Gill pads up for captaincy innings Premium
The Hindu
Shubman Gill named India's 37th Test captain, facing challenges in leading young team on England tour.
A little after 1.30 pm on Saturday, Ajit Agarkar formalised what everyone invested in Indian cricket knew was a foregone conclusion. The chairman of selectors officially announced Shubman Gill’s coronation as India’s 37th Test captain, making the 25-year-old the fifth youngest to occupy the hottest sporting seat in the country.
Gill is already a semi-veteran, if you like, with 108 international appearances since his debut in a One-Day International in Hamilton in January 2019. Ahead of Season 17 of the Indian Premier League, he didn’t have a great deal of captaincy experience but in the last 14 months, he has evolved as an excellent leader of men at Gujarat Titans, where he has handled superstars and emerging heroes from India and overseas with aplomb and empathy.
One of the more important but less acknowledged traits in a good leader is the ability to walk in their colleagues’ shoes. That’s something Gill is certain to have picked up from Rohit Sharma, his predecessor who walked away into the Test sunset earlier this month after three years in charge. The sign of a good student is the willingness and the ability to learn from others while sticking to their own natural grain. In his six years at the highest level, Gill has shown himself to be a quick learner, though he must now learn on the job, and even more quickly, as he embarks on an exciting but unquestionably arduous new chapter.
The Punjab batter’s immediate challenge is a five-Test tour of England starting in less than a month’s time. In more than 90 years, India have won only three series in that country – famously in 1971 under Ajit Wadekar when they completed the West Indies-England double in less than six months, under Kapil Dev in 1986 and then in 2007 when Rahul Dravid emulated Wadekar by backing up a 1-0 triumph in the Caribbean a year previously with a similar result in England.
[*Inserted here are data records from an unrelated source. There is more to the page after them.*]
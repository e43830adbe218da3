use hashcheck_core::analysis::{NativeBuckets, PassKind, Verdict};
use hashcheck_core::model::{CompiledModule, CompilerIdentity, HashAlgorithm, Language};
use hashcheck_core::report::{coalesce, findings_for, Level, RuleDescriptor, RULE_ID};

fn msvc() -> CompilerIdentity {
    CompilerIdentity::new("Microsoft (R) Optimizing Compiler", Some("19.29.30133.0".into()))
}

fn clang() -> CompilerIdentity {
    CompilerIdentity::new("clang-cl", Some("17.0.1".into()))
}

fn obj(name: &str, compiler: CompilerIdentity) -> CompiledModule {
    CompiledModule::new(name, Language::Cxx)
        .with_source(format!("{name}.cpp"), HashAlgorithm::Sha1)
        .with_compiler(compiler)
}

#[test]
fn coalesce_groups_by_compiler_in_first_seen_order() {
    let modules = vec![
        obj("b.obj", clang()),
        obj("a.obj", msvc()),
        obj("c.obj", clang()),
        obj("d.obj", msvc()).with_library("util.lib"),
    ];
    let text = coalesce(&modules);
    assert_eq!(
        text,
        "clang-cl (17.0.1) : b.obj, c.obj\n\
         Microsoft (R) Optimizing Compiler (19.29.30133.0) : a.obj, d.obj (util.lib)"
    );
}

#[test]
fn coalesce_drops_duplicate_modules() {
    let a = obj("a.obj", msvc());
    let b = obj("b.obj", msvc());
    let with_dup = coalesce(&[a.clone(), b.clone(), a.clone()]);
    let without_dup = coalesce(&[a, b]);
    assert_eq!(with_dup, without_dup);
    assert_eq!(with_dup.matches("a.obj").count(), 1);
}

#[test]
fn coalesce_keeps_same_object_name_from_different_libraries() {
    let modules = vec![
        obj("init.obj", msvc()).with_library("one.lib"),
        obj("init.obj", msvc()).with_library("two.lib"),
    ];
    let text = coalesce(&modules);
    assert!(text.contains("init.obj (one.lib)"));
    assert!(text.contains("init.obj (two.lib)"));
}

#[test]
fn coalesce_labels_unknown_compiler() {
    let module =
        CompiledModule::new("x.obj", Language::C).with_source("x.c", HashAlgorithm::Md5);
    assert_eq!(coalesce(&[module]), "Unknown compiler : x.obj");
}

#[test]
fn pass_verdicts_map_to_single_pass_finding() {
    for kind in [PassKind::Managed, PassKind::Native] {
        let findings = findings_for("app.exe", &Verdict::Pass { kind });
        assert_eq!(findings.len(), 1);
        assert_eq!(findings[0].level, Level::Pass);
        assert_eq!(findings[0].rule_id, RULE_ID);
        assert!(findings[0].message.contains(&format!("is a {} binary", kind.as_str())));
    }
}

#[test]
fn managed_failure_maps_to_single_error() {
    let findings = findings_for("app.dll", &Verdict::Fail { algorithm: HashAlgorithm::Sha1 });
    assert_eq!(findings.len(), 1);
    assert_eq!(findings[0].level, Level::Error);
    assert!(findings[0].message.contains("'app.dll' is a managed binary"));
    assert!(findings[0].message.contains("SHA-1"));
}

#[test]
fn native_result_reports_each_non_empty_bucket_warning_first() {
    let buckets = NativeBuckets {
        warn: vec![obj("lib.obj", msvc()).with_library("dep.lib")],
        error: vec![obj("main.obj", msvc())],
    };
    let findings = findings_for("app.exe", &Verdict::NativeResult { buckets });
    assert_eq!(findings.len(), 2);
    assert_eq!(findings[0].level, Level::Warning);
    assert!(findings[0].message.contains("lib.obj (dep.lib)"));
    assert_eq!(findings[1].level, Level::Error);
    assert!(findings[1].message.contains("main.obj"));
    assert!(!findings[1].message.contains("lib.obj"));
}

#[test]
fn native_result_with_only_error_bucket_has_one_finding() {
    let buckets = NativeBuckets { warn: vec![], error: vec![obj("main.obj", msvc())] };
    let findings = findings_for("app.exe", &Verdict::NativeResult { buckets });
    assert_eq!(findings.len(), 1);
    assert_eq!(findings[0].level, Level::Error);
    assert!(findings[0].message.contains("/ZH:SHA_256"));
}

#[test]
fn rule_descriptor_has_no_options() {
    let rule = RuleDescriptor::current();
    assert_eq!(rule.id, "BA2004");
    assert_eq!(rule.name, "EnableSecureSourceCodeHashing");
    assert!(rule.options.is_empty());
    assert!(rule.description.contains("SHA-256"));
}

#[test]
fn findings_serialize_level_in_lowercase() {
    let findings = findings_for("app.exe", &Verdict::Pass { kind: PassKind::Native });
    let json = serde_json::to_value(&findings).unwrap();
    assert_eq!(json[0]["level"], "pass");
}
As if that statistic isn’t daunting enough, Gill must make do without three formidable pillars of Indian cricket, who all retired from the five-day game within five months of each other. Off-spinner supreme R. Ashwin pulled the plug on his international career in Brisbane in December, while Rohit’s retirement was followed five days later by Virat Kohli’s, a development of seismic magnitude whose import will become obvious in the next several weeks.
Even with these stalwarts, India couldn’t put it past England in the latter’s backyard. It will therefore be unrealistic to expect Gill to wave a magic wand and get the job done, especially in his maiden foray as the Test captain. In that regard, there is a little less pressure on Gill than there has been on any Indian captain for a long time now. The 25-year-old is an investment for the long term and the principal decision-makers will be indulgent enough for him to make mistakes and learn from them, but they are within their rights to hope for him to repay the faith they have placed in his leadership abilities.
In various quarters, K.L. Rahul was viewed as a possible Rohit successor. There is no little merit in that line of thought; the 33-year-old from Bengaluru has captained the country in all three formats and has plenty of cricket left in him, apart from being the senior-most specialist batter in the Test squad. For some reason, the theory that Rahul would be a ‘stop-gap’ skipper gathered pace. Gill was the beneficiary of that perception because, at eight years younger, he is seen as a more viable longer term option.